EXERCISE OBJECTIVE = Print the full listing below exactly, keeping every character as it stands.

ENTRIES PROVIDED =
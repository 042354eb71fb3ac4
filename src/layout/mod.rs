//! The layout engine: paragraph splitting, segmentation, shaping,
//! line wrapping, alignment, and baseline placement (spec.md §4.4).
//!
//! Grounded in the teacher's `layout/engine.rs` paragraph-then-line
//! pipeline, generalized from its fixed LTR-only assumptions to the
//! bidi-aware segmentation this crate builds in [`crate::segment`].

mod align;
mod cancel;
mod types;
mod wrap;

pub use align::apply_alignment;
pub use cancel::{layout_text_with_context, CancellationFlag, CancellationToken};
pub use types::{Alignment, Layout, Line, LayoutOptions, WrapMode};
pub use wrap::wrap_paragraph;

use std::sync::Arc;

use crate::face::Face;
use crate::segment::Segmenter;
use crate::shaper::{shape, ShapedRun};

/// Lay out `text` against a single `face`, honoring `options`.
///
/// Text is split into paragraphs on `\n` (after normalizing `\r\n` and
/// lone `\r` to `\n`); each paragraph is segmented, shaped, wrapped,
/// and aligned independently, then stacked top-to-bottom with
/// baselines assigned across the whole result.
pub fn layout_text(text: &str, face: &Arc<dyn Face>, options: &LayoutOptions) -> Layout {
    if text.is_empty() {
        return Layout::empty();
    }
    let paragraphs = split_paragraphs(text);
    let mut lines = Vec::new();
    for paragraph in &paragraphs {
        lines.extend(layout_paragraph(paragraph, face, options));
    }
    layout_paragraphs(lines, face, options)
}

/// Normalize line endings and split on `\n`. A trailing newline yields
/// a trailing empty paragraph, matching how most text editors report
/// "one more empty line" after it.
fn split_paragraphs(text: &str) -> Vec<String> {
    let normalized = text.replace("\r\n", "\n").replace('\r', "\n");
    normalized.split('\n').map(str::to_string).collect()
}

/// Segment, shape, and wrap one paragraph; returns lines with `width`
/// set but `y` left at zero — baseline placement happens once all
/// paragraphs are known, in [`layout_paragraphs`].
fn layout_paragraph(paragraph: &str, face: &Arc<dyn Face>, options: &LayoutOptions) -> Vec<Line> {
    if paragraph.is_empty() {
        let metrics = face.metrics();
        return vec![Line {
            runs: Vec::new(),
            glyphs: Vec::new(),
            width: 0.0,
            ascent: metrics.ascent,
            descent: metrics.descent,
            y: 0.0,
        }];
    }

    let segmenter = Segmenter::new(options.base_direction);
    let segments = segmenter.segment(paragraph);

    let runs: Vec<ShapedRun> = segments
        .iter()
        .map(|segment| {
            let glyphs = shape(&segment.text, Some(face.as_ref()), segment.script);
            // Rebase cluster offsets from segment-local to
            // paragraph-local so downstream wrap/hit-testing code can
            // index straight into `paragraph`.
            let glyphs = glyphs
                .into_iter()
                .map(|mut g| {
                    g.cluster += segment.start_byte;
                    g
                })
                .collect();
            ShapedRun::new(glyphs, face.clone(), segment.direction)
        })
        .collect();

    let effective_width = if options.max_width > 0.0 {
        options.max_width
    } else {
        f64::INFINITY
    };
    let mut lines = wrap_paragraph(paragraph, &runs, effective_width, options.wrap);

    // Per spec.md §4.4: `container_width = max_width` when positive,
    // else each line's own width — which makes unbounded alignment a
    // no-op (slack is always zero against a line's own width).
    for line in &mut lines {
        let container_width = if options.max_width > 0.0 { options.max_width } else { line.width };
        apply_alignment(line, container_width, options.align);
    }
    lines
}

/// Stack pre-wrapped, pre-aligned lines into a [`Layout`], assigning
/// baselines top to bottom: `line[0].y = line[0].ascent`, then each
/// subsequent baseline advances by the previous line's descent plus
/// `line_spacing * line_gap` plus the new line's ascent. `line_gap`
/// comes from `face` directly (every line in one `layout_text` call
/// shares it) rather than from each line's runs, which empty
/// paragraphs have none of.
fn layout_paragraphs(mut lines: Vec<Line>, face: &Arc<dyn Face>, options: &LayoutOptions) -> Layout {
    let line_spacing = if options.line_spacing > 0.0 { options.line_spacing } else { 1.0 };
    let line_gap = face.metrics().line_gap;

    let mut cursor_y = 0.0;
    let mut prev_descent = 0.0;
    for (i, line) in lines.iter_mut().enumerate() {
        if i > 0 {
            cursor_y += prev_descent + line_gap * line_spacing;
        }
        cursor_y += line.ascent;
        line.y = cursor_y;
        prev_descent = line.descent;
    }
    let height = if lines.is_empty() { 0.0 } else { cursor_y + prev_descent };
    let width = lines.iter().map(|l| l.width).fold(0.0, f64::max);

    Layout { lines, width, height }
}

EXERCISE ANSWER =
repository 042354eb71fb3ac4
filename src/layout/mod.rs
//! The layout engine: paragraph splitting, segmentation, shaping,
//! line wrapping, alignment, and baseline placement (spec.md §4.4).
//!
//! Grounded in the teacher's `layout/engine.rs` paragraph-then-line
//! pipeline, generalized from its fixed LTR-only assumptions to the
//! bidi-aware segmentation this crate builds in [`crate::segment`].

mod align;
mod cancel;
mod types;
mod wrap;

pub use align::apply_alignment;
pub use cancel::{layout_text_with_context, CancellationFlag, CancellationToken};
pub use types::{Alignment, Layout, Line, LayoutOptions, WrapMode};
pub use wrap::wrap_paragraph;

use std::sync::Arc;

use crate::face::Face;
use crate::segment::Segmenter;
use crate::shaper::{shape, ShapedRun};

/// Lay out `text` against a single `face`, honoring `options`.
///
/// Text is split into paragraphs on `\n` (after normalizing `\r\n` and
/// lone `\r` to `\n`); each paragraph is segmented, shaped, wrapped,
/// and aligned independently, then stacked top-to-bottom with
/// baselines assigned across the whole result.
pub fn layout_text(text: &str, face: &Arc<dyn Face>, options: &LayoutOptions) -> Layout {
    if text.is_empty() {
        return Layout::empty();
    }
    let paragraphs = split_paragraphs(text);
    let mut lines = Vec::new();
    for paragraph in &paragraphs {
        lines.extend(layout_paragraph(paragraph, face, options));
    }
    layout_paragraphs(lines, face, options)
}

/// Normalize line endings and split on `\n`. A trailing newline yields
/// a trailing empty paragraph, matching how most text editors report
/// "one more empty line" after it.
fn split_paragraphs(text: &str) -> Vec<String> {
    let normalized = text.replace("\r\n", "\n").replace('\r', "\n");
    normalized.split('\n').map(str::to_string).collect()
}

/// Segment, shape, and wrap one paragraph; returns lines with `width`
/// set but `y` left at zero — baseline placement happens once all
/// paragraphs are known, in [`layout_paragraphs`].
fn layout_paragraph(paragraph: &str, face: &Arc<dyn Face>, options: &LayoutOptions) -> Vec<Line> {
    if paragraph.is_empty() {
        let metrics = face.metrics();
        return vec![Line {
            runs: Vec::new(),
            glyphs: Vec::new(),
            width: 0.0,
            ascent: metrics.ascent,
            descent: metrics.descent,
            y: 0.0,
        }];
    }

    let segmenter = Segmenter::new(options.base_direction);
    let segments = segmenter.segment(paragraph);

    let runs: Vec<ShapedRun> = segments
        .iter()
        .map(|segment| {
            let glyphs = shape(&segment.text, Some(face.as_ref()), segment.script);
            // Rebase cluster offsets from segment-local to
            // paragraph-local so downstream wrap/hit-testing code can
            // index straight into `paragraph`.
            let glyphs = glyphs
                .into_iter()
                .map(|mut g| {
                    g.cluster += segment.start_byte;
                    g
                })
                .collect();
            ShapedRun::new(glyphs, face.clone(), segment.direction)
        })
        .collect();

    let effective_width = if options.max_width > 0.0 {
        options.max_width
    } else {
        f64::INFINITY
    };
    let mut lines = wrap_paragraph(paragraph, &runs, effective_width, options.wrap);

    // Per spec.md §4.4: `container_width = max_width` when positive,
    // else each line's own width — which makes unbounded alignment a
    // no-op (slack is always zero against a line's own width).
    for line in &mut lines {
        let container_width = if options.max_width > 0.0 { options.max_width } else { line.width };
        apply_alignment(line, container_width, options.align);
    }
    lines
}

/// Stack pre-wrapped, pre-aligned lines into a [`Layout`], assigning
/// baselines top to bottom: `line[0].y = line[0].ascent`, then each
/// subsequent baseline advances by the previous line's descent plus
/// `line_spacing * line_gap` plus the new line's ascent. `line_gap`
/// comes from `face` directly (every line in one `layout_text` call
/// shares it) rather than from each line's runs, which empty
/// paragraphs have none of.
fn layout_paragraphs(mut lines: Vec<Line>, face: &Arc<dyn Face>, options: &LayoutOptions) -> Layout {
    let line_spacing = if options.line_spacing > 0.0 { options.line_spacing } else { 1.0 };
    let line_gap = face.metrics().line_gap;

    let mut cursor_y = 0.0;
    let mut prev_descent = 0.0;
    for (i, line) in lines.iter_mut().enumerate() {
        if i > 0 {
            cursor_y += prev_descent + line_gap * line_spacing;
        }
        cursor_y += line.ascent;
        line.y = cursor_y;
        prev_descent = line.descent;
    }
    let height = if lines.is_empty() { 0.0 } else { cursor_y + prev_descent };
    let width = lines.iter().map(|l| l.width).fold(0.0, f64::max);

    Layout { lines, width, height }
}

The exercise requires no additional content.